//! HTTP API through the full middleware stack, driven in-process

use axum::Router;
use axum::body::Body;
use http::{Request, StatusCode, header};
use http_body_util::BodyExt;
use serde_json::{Value, json};
use stock_server::auth::{JwtConfig, JwtService, permissions};
use stock_server::db::DbService;
use stock_server::{Config, ServerState};
use tower::ServiceExt;

const SECRET: &str = "integration-test-secret-0123456789-abcdef";

async fn app() -> Router {
    let config = Config::for_tests(JwtConfig::with_secret(SECRET));
    let db = DbService::in_memory().await.expect("in-memory database");
    stock_server::api::build_app(ServerState::new(config, db))
}

fn token(role: &str, permissions: &[&str]) -> String {
    JwtService::with_config(JwtConfig::with_secret(SECRET))
        .generate_token(9, "tess", "Tess", role, permissions)
        .expect("token")
}

async fn send(app: &Router, method: &str, uri: &str, token: Option<&str>, body: Option<Value>) -> (StatusCode, Value) {
    let mut builder = Request::builder().method(method).uri(uri);
    if let Some(token) = token {
        builder = builder.header(header::AUTHORIZATION, format!("Bearer {token}"));
    }
    let request = match body {
        Some(body) => builder
            .header(header::CONTENT_TYPE, "application/json")
            .body(Body::from(body.to_string())),
        None => builder.body(Body::empty()),
    }
    .unwrap();

    let response = app.clone().oneshot(request).await.unwrap();
    let status = response.status();
    let bytes = response.into_body().collect().await.unwrap().to_bytes();
    let value = if bytes.is_empty() {
        Value::Null
    } else {
        serde_json::from_slice(&bytes).unwrap()
    };
    (status, value)
}

async fn create_shoe(app: &Router, admin: &str) -> i64 {
    let (status, body) = send(
        app,
        "POST",
        "/api/products",
        Some(admin),
        Some(json!({
            "name": "Trail Runner",
            "category": "shoes",
            "price": 8900,
            "colors": ["Black"],
            "sizes": ["9", "10"],
            "variants": { "Black": { "9": 2, "10": 1 } }
        })),
    )
    .await;
    assert_eq!(status, StatusCode::OK, "{body}");
    body["id"].as_i64().unwrap()
}

#[tokio::test]
async fn health_is_public() {
    let app = app().await;
    let (status, body) = send(&app, "GET", "/health", None, None).await;

    assert_eq!(status, StatusCode::OK);
    assert_eq!(body["status"], "ok");
    assert_eq!(body["database"]["status"], "ok");
}

#[tokio::test]
async fn api_requires_a_token() {
    let app = app().await;

    let (status, _) = send(&app, "GET", "/api/products", None, None).await;
    assert_eq!(status, StatusCode::UNAUTHORIZED);

    let (status, _) = send(&app, "GET", "/api/products", Some("not-a-jwt"), None).await;
    assert_eq!(status, StatusCode::UNAUTHORIZED);
}

#[tokio::test]
async fn missing_permission_is_forbidden() {
    let app = app().await;
    let cashier = token("cashier", &[permissions::POS_SELL]);

    let (status, _) = send(
        &app,
        "POST",
        "/api/products",
        Some(&cashier),
        Some(json!({ "name": "X", "category": "shoes", "price": 1 })),
    )
    .await;
    assert_eq!(status, StatusCode::FORBIDDEN);

    let (status, _) = send(&app, "POST", "/api/stock/1/reconcile", Some(&cashier), None).await;
    assert_eq!(status, StatusCode::FORBIDDEN);

    // Reads only need authentication
    let (status, _) = send(&app, "GET", "/api/products", Some(&cashier), None).await;
    assert_eq!(status, StatusCode::OK);
}

#[tokio::test]
async fn checkout_shortfall_lists_every_line() {
    let app = app().await;
    let admin = token("admin", &[]);
    let id = create_shoe(&app, &admin).await;
    let buyer = token("customer", &[permissions::ORDERS_PLACE]);

    let (status, body) = send(
        &app,
        "POST",
        "/api/orders/checkout",
        Some(&buyer),
        Some(json!({
            "sale_id": "web-1",
            "customer_name": "Ana",
            "items": [
                { "product_id": id, "color": "Black", "size": "9", "quantity": 3 },
                { "product_id": id, "color": "Black", "size": "10", "quantity": 2 }
            ]
        })),
    )
    .await;

    assert_eq!(status, StatusCode::CONFLICT);
    let items = body["details"]["items"].as_array().unwrap();
    assert_eq!(items.len(), 2);
    assert_eq!(items[0]["available"], 2);
    assert_eq!(items[0]["message"], "only 2 left in size 9, Black");

    let (_, levels) = send(&app, "GET", &format!("/api/stock/{id}"), Some(&buyer), None).await;
    assert_eq!(levels["stock_quantity"], 3);
}

#[tokio::test]
async fn checkout_then_fetch_order() {
    let app = app().await;
    let admin = token("admin", &[]);
    let id = create_shoe(&app, &admin).await;
    let buyer = token("customer", &[permissions::ORDERS_PLACE]);

    let (status, body) = send(
        &app,
        "POST",
        "/api/orders/checkout",
        Some(&buyer),
        Some(json!({
            "customer_name": "Ana",
            "customer_email": "ana@example.com",
            "items": [{ "product_id": id, "color": "Black", "size": "9", "quantity": 2 }]
        })),
    )
    .await;
    assert_eq!(status, StatusCode::OK, "{body}");
    assert_eq!(body["total"], 2 * 8900);
    let order_id = body["id"].as_i64().unwrap();

    let (status, fetched) = send(&app, "GET", &format!("/api/orders/{order_id}"), Some(&buyer), None).await;
    assert_eq!(status, StatusCode::OK);
    assert_eq!(fetched["customer_name"], "Ana");

    let (status, _) = send(&app, "GET", "/api/orders/12345", Some(&buyer), None).await;
    assert_eq!(status, StatusCode::NOT_FOUND);

    let (_, variant) = send(
        &app,
        "GET",
        &format!("/api/stock/{id}/variant?color=Black&size=9"),
        Some(&buyer),
        None,
    )
    .await;
    assert_eq!(variant["available"], 0);
}

#[tokio::test]
async fn invalid_checkout_payload_is_rejected() {
    let app = app().await;
    let buyer = token("customer", &[permissions::ORDERS_PLACE]);

    let (status, _) = send(
        &app,
        "POST",
        "/api/orders/checkout",
        Some(&buyer),
        Some(json!({ "customer_name": "Ana", "items": [] })),
    )
    .await;
    assert_eq!(status, StatusCode::BAD_REQUEST);
}

#[tokio::test]
async fn pos_sale_and_admin_adjustment() {
    let app = app().await;
    let admin = token("admin", &[]);
    let id = create_shoe(&app, &admin).await;
    let cashier = token("cashier", &[permissions::POS_SELL]);

    let (status, sale) = send(
        &app,
        "POST",
        "/api/pos/transactions",
        Some(&cashier),
        Some(json!({
            "payment_method": "CARD",
            "items": [{ "product_id": id, "color": "Black", "size": "10", "quantity": 1 }]
        })),
    )
    .await;
    assert_eq!(status, StatusCode::OK, "{sale}");
    assert_eq!(sale["cashier_name"], "Tess");

    let date = sale["business_date"].as_str().unwrap().to_string();
    let (status, daily) = send(&app, "GET", &format!("/api/pos/daily-sales/{date}"), Some(&cashier), None).await;
    assert_eq!(status, StatusCode::OK);
    assert_eq!(daily["units_sold"], 1);

    let (status, adjusted) = send(
        &app,
        "POST",
        &format!("/api/stock/{id}/adjust"),
        Some(&admin),
        Some(json!({ "color": "Black", "size": "10", "adjustment": { "set": 6 } })),
    )
    .await;
    assert_eq!(status, StatusCode::OK, "{adjusted}");
    assert_eq!(adjusted["stock_quantity"], 6);
    assert_eq!(adjusted["aggregate"], 8);

    let (_, movements) = send(&app, "GET", &format!("/api/stock/{id}/movements?limit=1"), Some(&admin), None).await;
    let movements = movements.as_array().unwrap();
    assert_eq!(movements.len(), 1);
    assert_eq!(movements[0]["reference"], "tess");
}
☆ ☆ ☆ ☆ ☆
(Work item) Type the entries out again so that they match exactly.

(Written response)
//! HTTP API through the full middleware stack, driven in-process

use axum::Router;
use axum::body::Body;
use http::{Request, StatusCode, header};
use http_body_util::BodyExt;
use serde_json::{Value, json};
use stock_server::auth::{JwtConfig, JwtService, permissions};
use stock_server::db::DbService;
use stock_server::{Config, ServerState};
use tower::ServiceExt;

const SECRET: &str = "integration-test-secret-0123456789-abcdef";

async fn app() -> Router {
    let config = Config::for_tests(JwtConfig::with_secret(SECRET));
    let db = DbService::in_memory().await.expect("in-memory database");
    stock_server::api::build_app(ServerState::new(config, db))
}

fn token(role: &str, permissions: &[&str]) -> String {
    JwtService::with_config(JwtConfig::with_secret(SECRET))
        .generate_token(9, "tess", "Tess", role, permissions)
        .expect("token")
}

async fn send(app: &Router, method: &str, uri: &str, token: Option<&str>, body: Option<Value>) -> (StatusCode, Value) {
    let mut builder = Request::builder().method(method).uri(uri);
    if let Some(token) = token {
        builder = builder.header(header::AUTHORIZATION, format!("Bearer {token}"));
    }
    let request = match body {
        Some(body) => builder
            .header(header::CONTENT_TYPE, "application/json")
            .body(Body::from(body.to_string())),
        None => builder.body(Body::empty()),
    }
    .unwrap();

    let response = app.clone().oneshot(request).await.unwrap();
    let status = response.status();
    let bytes = response.into_body().collect().await.unwrap().to_bytes();
    let value = if bytes.is_empty() {
        Value::Null
    } else {
        serde_json::from_slice(&bytes).unwrap()
    };
    (status, value)
}

async fn create_shoe(app: &Router, admin: &str) -> i64 {
    let (status, body) = send(
        app,
        "POST",
        "/api/products",
        Some(admin),
        Some(json!({
            "name": "Trail Runner",
            "category": "shoes",
            "price": 8900,
            "colors": ["Black"],
            "sizes": ["9", "10"],
            "variants": { "Black": { "9": 2, "10": 1 } }
        })),
    )
    .await;
    assert_eq!(status, StatusCode::OK, "{body}");
    body["id"].as_i64().unwrap()
}

#[tokio::test]
async fn health_is_public() {
    let app = app().await;
    let (status, body) = send(&app, "GET", "/health", None, None).await;

    assert_eq!(status, StatusCode::OK);
    assert_eq!(body["status"], "ok");
    assert_eq!(body["database"]["status"], "ok");
}

#[tokio::test]
async fn api_requires_a_token() {
    let app = app().await;

    let (status, _) = send(&app, "GET", "/api/products", None, None).await;
    assert_eq!(status, StatusCode::UNAUTHORIZED);

    let (status, _) = send(&app, "GET", "/api/products", Some("not-a-jwt"), None).await;
    assert_eq!(status, StatusCode::UNAUTHORIZED);
}

#[tokio::test]
async fn missing_permission_is_forbidden() {
    let app = app().await;
    let cashier = token("cashier", &[permissions::POS_SELL]);

    let (status, _) = send(
        &app,
        "POST",
        "/api/products",
        Some(&cashier),
        Some(json!({ "name": "X", "category": "shoes", "price": 1 })),
    )
    .await;
    assert_eq!(status, StatusCode::FORBIDDEN);

    let (status, _) = send(&app, "POST", "/api/stock/1/reconcile", Some(&cashier), None).await;
    assert_eq!(status, StatusCode::FORBIDDEN);

    // Reads only need authentication
    let (status, _) = send(&app, "GET", "/api/products", Some(&cashier), None).await;
    assert_eq!(status, StatusCode::OK);
}

#[tokio::test]
async fn checkout_shortfall_lists_every_line() {
    let app = app().await;
    let admin = token("admin", &[]);
    let id = create_shoe(&app, &admin).await;
    let buyer = token("customer", &[permissions::ORDERS_PLACE]);

    let (status, body) = send(
        &app,
        "POST",
        "/api/orders/checkout",
        Some(&buyer),
        Some(json!({
            "sale_id": "web-1",
            "customer_name": "Ana",
            "items": [
                { "product_id": id, "color": "Black", "size": "9", "quantity": 3 },
                { "product_id": id, "color": "Black", "size": "10", "quantity": 2 }
            ]
        })),
    )
    .await;

    assert_eq!(status, StatusCode::CONFLICT);
    let items = body["details"]["items"].as_array().unwrap();
    assert_eq!(items.len(), 2);
    assert_eq!(items[0]["available"], 2);
    assert_eq!(items[0]["message"], "only 2 left in size 9, Black");

    let (_, levels) = send(&app, "GET", &format!("/api/stock/{id}"), Some(&buyer), None).await;
    assert_eq!(levels["stock_quantity"], 3);
}

#[tokio::test]
async fn checkout_then_fetch_order() {
    let app = app().await;
    let admin = token("admin", &[]);
    let id = create_shoe(&app, &admin).await;
    let buyer = token("customer", &[permissions::ORDERS_PLACE]);

    let (status, body) = send(
        &app,
        "POST",
        "/api/orders/checkout",
        Some(&buyer),
        Some(json!({
            "customer_name": "Ana",
            "customer_email": "ana@example.com",
            "items": [{ "product_id": id, "color": "Black", "size": "9", "quantity": 2 }]
        })),
    )
    .await;
    assert_eq!(status, StatusCode::OK, "{body}");
    assert_eq!(body["total"], 2 * 8900);
    let order_id = body["id"].as_i64().unwrap();

    let (status, fetched) = send(&app, "GET", &format!("/api/orders/{order_id}"), Some(&buyer), None).await;
    assert_eq!(status, StatusCode::OK);
    assert_eq!(fetched["customer_name"], "Ana");

    let (status, _) = send(&app, "GET", "/api/orders/12345", Some(&buyer), None).await;
    assert_eq!(status, StatusCode::NOT_FOUND);

    let (_, variant) = send(
        &app,
        "GET",
        &format!("/api/stock/{id}/variant?color=Black&size=9"),
        Some(&buyer),
        None,
    )
    .await;
    assert_eq!(variant["available"], 0);
}

#[tokio::test]
async fn invalid_checkout_payload_is_rejected() {
    let app = app().await;
    let buyer = token("customer", &[permissions::ORDERS_PLACE]);

    let (status, _) = send(
        &app,
        "POST",
        "/api/orders/checkout",
        Some(&buyer),
        Some(json!({ "customer_name": "Ana", "items": [] })),
    )
    .await;
    assert_eq!(status, StatusCode::BAD_REQUEST);
}

#[tokio::test]
async fn pos_sale_and_admin_adjustment() {
    let app = app().await;
    let admin = token("admin", &[]);
    let id = create_shoe(&app, &admin).await;
    let cashier = token("cashier", &[permissions::POS_SELL]);

    let (status, sale) = send(
        &app,
        "POST",
        "/api/pos/transactions",
        Some(&cashier),
        Some(json!({
            "payment_method": "CARD",
            "items": [{ "product_id": id, "color": "Black", "size": "10", "quantity": 1 }]
        })),
    )
    .await;
    assert_eq!(status, StatusCode::OK, "{sale}");
    assert_eq!(sale["cashier_name"], "Tess");

    let date = sale["business_date"].as_str().unwrap().to_string();
    let (status, daily) = send(&app, "GET", &format!("/api/pos/daily-sales/{date}"), Some(&cashier), None).await;
    assert_eq!(status, StatusCode::OK);
    assert_eq!(daily["units_sold"], 1);

    let (status, adjusted) = send(
        &app,
        "POST",
        &format!("/api/stock/{id}/adjust"),
        Some(&admin),
        Some(json!({ "color": "Black", "size": "10", "adjustment": { "set": 6 } })),
    )
    .await;
    assert_eq!(status, StatusCode::OK, "{adjusted}");
    assert_eq!(adjusted["stock_quantity"], 6);
    assert_eq!(adjusted["aggregate"], 8);

    let (_, movements) = send(&app, "GET", &format!("/api/stock/{id}/movements?limit=1"), Some(&admin), None).await;
    let movements = movements.as_array().unwrap();
    assert_eq!(movements.len(), 1);
    assert_eq!(movements[0]["reference"], "tess");
}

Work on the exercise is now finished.